Exploring the Impact of Social Media | Facing History & Ourselves
Facing History & Ourselves
Students work together in classroom

Exploring the Impact of Social Media

Students explore how social media has changed the way people consume information and reflect on their social media use.


One 50-min class period


English — UK


This resource is intended for educators in the United Kingdom.


About This Lesson

This is the fourth lesson in a unit designed to help teachers have conversations with students about media literacy in a critical, reflective and constructive way. Use these lessons to help students reflect on the changing media and information landscape; understand how this landscape impacts individuals, communities and society; and consider how they can thoughtfully and responsibly engage with content they encounter online and in print. This learning can also help them become conscientious content creators. Supporting students to develop as critical consumers and creators of information is vital for their well-being, their relationships and our democracy.

This lesson teaches students about how social media has changed the way people consume information, and encourages them to reflect on their social media use. Students begin the lesson by reflecting on the impact of inventions, and on the benefits and drawbacks of social media. They then explore how social media has altered the information landscape and the methods that social media companies use to keep people engaged on their platforms. They finish the lesson by reflecting on their own social media use.

How can developing our media literacy support our well-being, our relationships and our democracy?

  • How has social media impacted the information landscape? 
  • How and why does social media impact people’s behaviour?
  • Students will understand how social media has impacted the information that people consume. 
  • Students will reflect on their relationship to social media.

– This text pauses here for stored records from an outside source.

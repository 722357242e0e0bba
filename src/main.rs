use crate::commands::cat_file::git_cat_file;
use crate::commands::commit::git_write_commit;
use crate::commands::ls_tree::git_ls_tree;
use crate::commands::resolve_object;
use crate::commands::write_tree::git_write_tree;
use anyhow::{Context, Result};
use clap::{Parser, Subcommand};
use loose_objects::log::render_graphviz;
use loose_objects::{ObjectKind, ObjectPaths, Repository, hash_file};
use std::io::{Write, stdout};
use std::path::PathBuf;
use tracing_subscriber::EnvFilter;

mod commands;

#[derive(Parser, Debug)]
#[command(name = "lgit", about = "Loose object database in the Git format")]
pub struct Args {
    /// Log at debug level unless RUST_LOG says otherwise.
    #[clap(short, long, global = true)]
    verbose: bool,
    #[command(subcommand)]
    command: Command,
}

#[derive(Debug, Subcommand)]
enum Command {
    /// Create an empty repository.
    Init {
        #[clap(default_value = ".")]
        path: PathBuf,
    },
    /// Print the payload of an object.
    CatFile {
        kind: ObjectKind,
        object: String,
    },
    /// Compute an object id, optionally storing the object.
    HashObject {
        #[clap(short = 't', default_value = "blob")]
        kind: ObjectKind,
        #[clap(short = 'w')]
        write: bool,
        file: PathBuf,
    },
    LsTree {
        #[clap(long)]
        name_only: bool,
        tree: String,
    },
    /// Store the worktree as tree objects.
    WriteTree,
    CommitTree {
        #[clap(short = 'm')]
        message: String,
        #[clap(short = 'p')]
        parents: Vec<String>,
        tree: String,
    },
    /// Snapshot the worktree and commit it on the current branch.
    Commit {
        #[clap(short = 'm')]
        message: String,
    },
    /// Print the commit graph as Graphviz.
    Log {
        #[clap(default_value = "HEAD")]
        commit: String,
    },
}

fn main() -> Result<()> {
    let args = Args::parse();
    let default_level = if args.verbose { "debug" } else { "warn" };
    tracing_subscriber::fmt()
        .with_env_filter(
            EnvFilter::try_from_default_env().unwrap_or_else(|_| EnvFilter::new(default_level)),
        )
        .with_writer(std::io::stderr)
        .init();

    match args.command {
        Command::Init { path } => {
            let repo = Repository::create(&path)
                .with_context(|| format!("failed to create repository at {}", path.display()))?;
            println!(
                "Initialized empty repository in {}",
                repo.gitdir().display()
            );
        }
        Command::CatFile { kind, object } => {
            let repo = find_repository()?;
            git_cat_file(&repo, kind, &object)?;
        }
        Command::HashObject { kind, write, file } => {
            let repo = if write { Some(find_repository()?) } else { None };
            let store = repo.as_ref().map(|r| r as &dyn ObjectPaths);
            let id = hash_file(&file, kind, store)
                .with_context(|| format!("failed to hash {}", file.display()))?;
            println!("{id}");
        }
        Command::LsTree { name_only, tree } => {
            let repo = find_repository()?;
            git_ls_tree(&repo, name_only, &tree)?;
        }
        Command::WriteTree => {
            let repo = find_repository()?;
            let id = git_write_tree(&repo)?;
            println!("{id}");
        }
        Command::CommitTree {
            message,
            parents,
            tree,
        } => {
            let repo = find_repository()?;
            let tree = resolve_object(&repo, &tree)?;
            let parents = parents
                .iter()
                .map(|p| resolve_object(&repo, p))
                .collect::<Result<Vec<_>>>()?;
            let id = git_write_commit(&repo, tree, &parents, &message)?;
            println!("{id}");
        }
        Command::Commit { message } => {
            let repo = find_repository()?;
            let tree = git_write_tree(&repo)?;
            let parents: Vec<_> = repo
                .resolve("HEAD")
                .context("failed to read HEAD")?
                .into_iter()
                .collect();
            let id = git_write_commit(&repo, tree, &parents, &message)?;
            repo.update_head(&id).context("failed to update HEAD")?;
            println!("{id}");
        }
        Command::Log { commit } => {
            let repo = find_repository()?;
            let start = resolve_object(&repo, &commit)?;
            let mut sout = stdout().lock();
            render_graphviz(&repo, start, &mut sout)?;
            sout.flush().context("write to stdout failed")?;
        }
    }
    Ok(())
}

fn find_repository() -> Result<Repository> {
    Repository::find(".").context("not inside a repository")
}
use crate::error::{ObjectError, Result};
use crate::kvlm::Kvlm;
use crate::object_id::ObjectId;
use crate::tree::Tree;
use bstr::{BStr, ByteSlice};
use std::fmt;
use std::str::FromStr;

#[derive(Clone, Copy, Debug, PartialEq, Eq, Hash)]
pub enum ObjectKind {
    Blob,
    Tree,
    Commit,
    Tag,
}

impl ObjectKind {
    pub fn from_bytes(kind: &[u8]) -> Result<Self> {
        match kind {
            b"blob" => Ok(ObjectKind::Blob),
            b"tree" => Ok(ObjectKind::Tree),
            b"commit" => Ok(ObjectKind::Commit),
            b"tag" => Ok(ObjectKind::Tag),
            other => Err(ObjectError::UnknownType(other.to_str_lossy().into_owned())),
        }
    }

    pub fn as_str(&self) -> &'static str {
        match self {
            ObjectKind::Blob => "blob",
            ObjectKind::Tree => "tree",
            ObjectKind::Commit => "commit",
            ObjectKind::Tag => "tag",
        }
    }

    /// Kind of object a tree entry with this mode points at.
    pub fn from_mode(mode: &str) -> Self {
        let mode = mode.trim_start_matches('0');
        if mode.starts_with('4') {
            ObjectKind::Tree
        } else if mode.starts_with("16") {
            ObjectKind::Commit
        } else {
            ObjectKind::Blob
        }
    }
}

impl FromStr for ObjectKind {
    type Err = ObjectError;

    fn from_str(kind: &str) -> Result<Self> {
        Self::from_bytes(kind.as_bytes())
    }
}

impl fmt::Display for ObjectKind {
    fn fmt(&self, f: &mut fmt::Formatter<'_>) -> fmt::Result {
        f.write_str(self.as_str())
    }
}

/// A decoded object. Once built it is never mutated.
#[derive(Clone, Debug, PartialEq, Eq)]
pub enum Object {
    Blob(Blob),
    Commit(Commit),
    Tree(Tree),
    Tag(Tag),
}

impl Object {
    pub fn kind(&self) -> ObjectKind {
        match self {
            Object::Blob(_) => ObjectKind::Blob,
            Object::Commit(_) => ObjectKind::Commit,
            Object::Tree(_) => ObjectKind::Tree,
            Object::Tag(_) => ObjectKind::Tag,
        }
    }

    /// Payload bytes, without the `type size\0` header.
    pub fn serialize(&self) -> Vec<u8> {
        match self {
            Object::Blob(blob) => blob.data.clone(),
            Object::Commit(commit) => commit.kvlm.serialize(),
            Object::Tree(tree) => tree.serialize(),
            Object::Tag(tag) => tag.kvlm.serialize(),
        }
    }

    pub fn deserialize(kind: ObjectKind, payload: &[u8]) -> Result<Object> {
        Ok(match kind {
            ObjectKind::Blob => Object::Blob(Blob::new(payload.to_vec())),
            ObjectKind::Commit => Object::Commit(Commit::new(Kvlm::parse(payload)?)),
            ObjectKind::Tree => Object::Tree(Tree::parse(payload)?),
            ObjectKind::Tag => Object::Tag(Tag::new(Kvlm::parse(payload)?)),
        })
    }

    pub fn into_commit(self) -> Option<Commit> {
        match self {
            Object::Commit(commit) => Some(commit),
            _ => None,
        }
    }

    pub fn into_tree(self) -> Option<Tree> {
        match self {
            Object::Tree(tree) => Some(tree),
            _ => None,
        }
    }
}

impl From<Blob> for Object {
    fn from(blob: Blob) -> Self {
        Object::Blob(blob)
    }
}

impl From<Commit> for Object {
    fn from(commit: Commit) -> Self {
        Object::Commit(commit)
    }
}

impl From<Tree> for Object {
    fn from(tree: Tree) -> Self {
        Object::Tree(tree)
    }
}

impl From<Tag> for Object {
    fn from(tag: Tag) -> Self {
        Object::Tag(tag)
    }
}

/// Uninterpreted file contents.
#[derive(Clone, Debug, PartialEq, Eq)]
pub struct Blob {
    data: Vec<u8>,
}

impl Blob {
    pub fn new(data: Vec<u8>) -> Self {
        Blob { data }
    }

    pub fn data(&self) -> &[u8] {
        &self.data
    }
}

/// A *commit object* in Git represents a snapshot of the repository at a point in time,
/// along with metadata about the author, committer, and commit message.
///
/// A commit object references a single tree object (the root directory snapshot)
/// and optionally one or more parent commits (for merges). Its payload is a
/// [`Kvlm`]:
///
/// ```text
/// tree <tree-id>
/// parent <parent-id>  # optional, repeatable for multiple parents
/// author <name> <email> <timestamp> <timezone>
/// committer <name> <email> <timestamp> <timezone>
///
/// <commit message>
/// ```
#[derive(Clone, Debug, PartialEq, Eq)]
pub struct Commit {
    kvlm: Kvlm,
}

impl Commit {
    pub fn new(kvlm: Kvlm) -> Self {
        Commit { kvlm }
    }

    pub fn kvlm(&self) -> &Kvlm {
        &self.kvlm
    }

    pub fn tree(&self) -> Result<ObjectId> {
        let value = self
            .kvlm
            .first(b"tree")
            .ok_or_else(|| ObjectError::format(0, "commit has no tree header"))?;
        header_id(value)
    }

    pub fn parents(&self) -> Result<Vec<ObjectId>> {
        self.kvlm
            .get_all(b"parent")
            .into_iter()
            .map(header_id)
            .collect()
    }

    pub fn author(&self) -> Option<&BStr> {
        self.kvlm.first(b"author")
    }

    pub fn message(&self) -> &BStr {
        self.kvlm.message()
    }
}

/// An annotated tag: a [`Kvlm`] naming the tagged object, its type, the tag
/// name and the tagger.
#[derive(Clone, Debug, PartialEq, Eq)]
pub struct Tag {
    kvlm: Kvlm,
}

impl Tag {
    pub fn new(kvlm: Kvlm) -> Self {
        Tag { kvlm }
    }

    pub fn kvlm(&self) -> &Kvlm {
        &self.kvlm
    }

    pub fn object(&self) -> Result<ObjectId> {
        let value = self
            .kvlm
            .first(b"object")
            .ok_or_else(|| ObjectError::format(0, "tag has no object header"))?;
        header_id(value)
    }

    /// Kind of the tagged object, from the `type` header.
    pub fn kind(&self) -> Result<ObjectKind> {
        let value = self
            .kvlm
            .first(b"type")
            .ok_or_else(|| ObjectError::format(0, "tag has no type header"))?;
        ObjectKind::from_bytes(value)
    }

    pub fn name(&self) -> Option<&BStr> {
        self.kvlm.first(b"tag")
    }

    pub fn message(&self) -> &BStr {
        self.kvlm.message()
    }
}

fn header_id(value: &BStr) -> Result<ObjectId> {
    let text = value
        .to_str()
        .map_err(|_| ObjectError::InvalidId(value.to_str_lossy().into_owned()))?;
    text.parse()
}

This lesson is designed to fit into one 50-min class period and includes the following student materials:

  • 1 PowerPoint
  • 2 handouts 
  • 1 video

The arrival of social media has impacted how people consume, share and create information. It has given everyone around the world with access to the Internet a platform to share their views, a place to engage with a never-ending flood of information, access to personalised content, and spaces to debate from a distance with those who hold different views. 

In the past, putting aside people’s personal networks, people used to get information from a limited number of sources: printed materials, such as books, newspapers and magazines, the radio and television. This meant a small group shaped the information people consumed and made it difficult for those without access to those organisations and corporations to challenge dominant narratives. However, it also meant that everyone had access to similar information, which made it easier to construct a collective story and a shared sense of reality. 

The absence of the Internet and globalised communication systems also meant that people were more closely connected to those they encountered who held diverse perspectives – they were part of the same local or national community – so while there were differences, people could also see similarities. 1 This meant there was more of a social glue, disagreements tended to be managed more politely and people were not solely defined by their views. 

The Internet and social media have brought in a new era: anyone can create content for others and there are countless online information platforms. This has made the sharing of information more democratic, has allowed anyone to express their views to people everywhere, and has meant that people can seek out information that aligns with their interests. 2 In this new information space, what people think has become an important part of their identity, of how they perceive themselves and how others perceive them. 3  

These changes have also allowed misinformation to flourish in new ways. While some of the information available on these platforms comes from mainstream news outlets, which tend to prioritise certain codes of practice, like accuracy, truth and impartiality, other content comes from bloggers, influences, amateur journalists and alternative outlets, which do not necessarily abide by the same codes. 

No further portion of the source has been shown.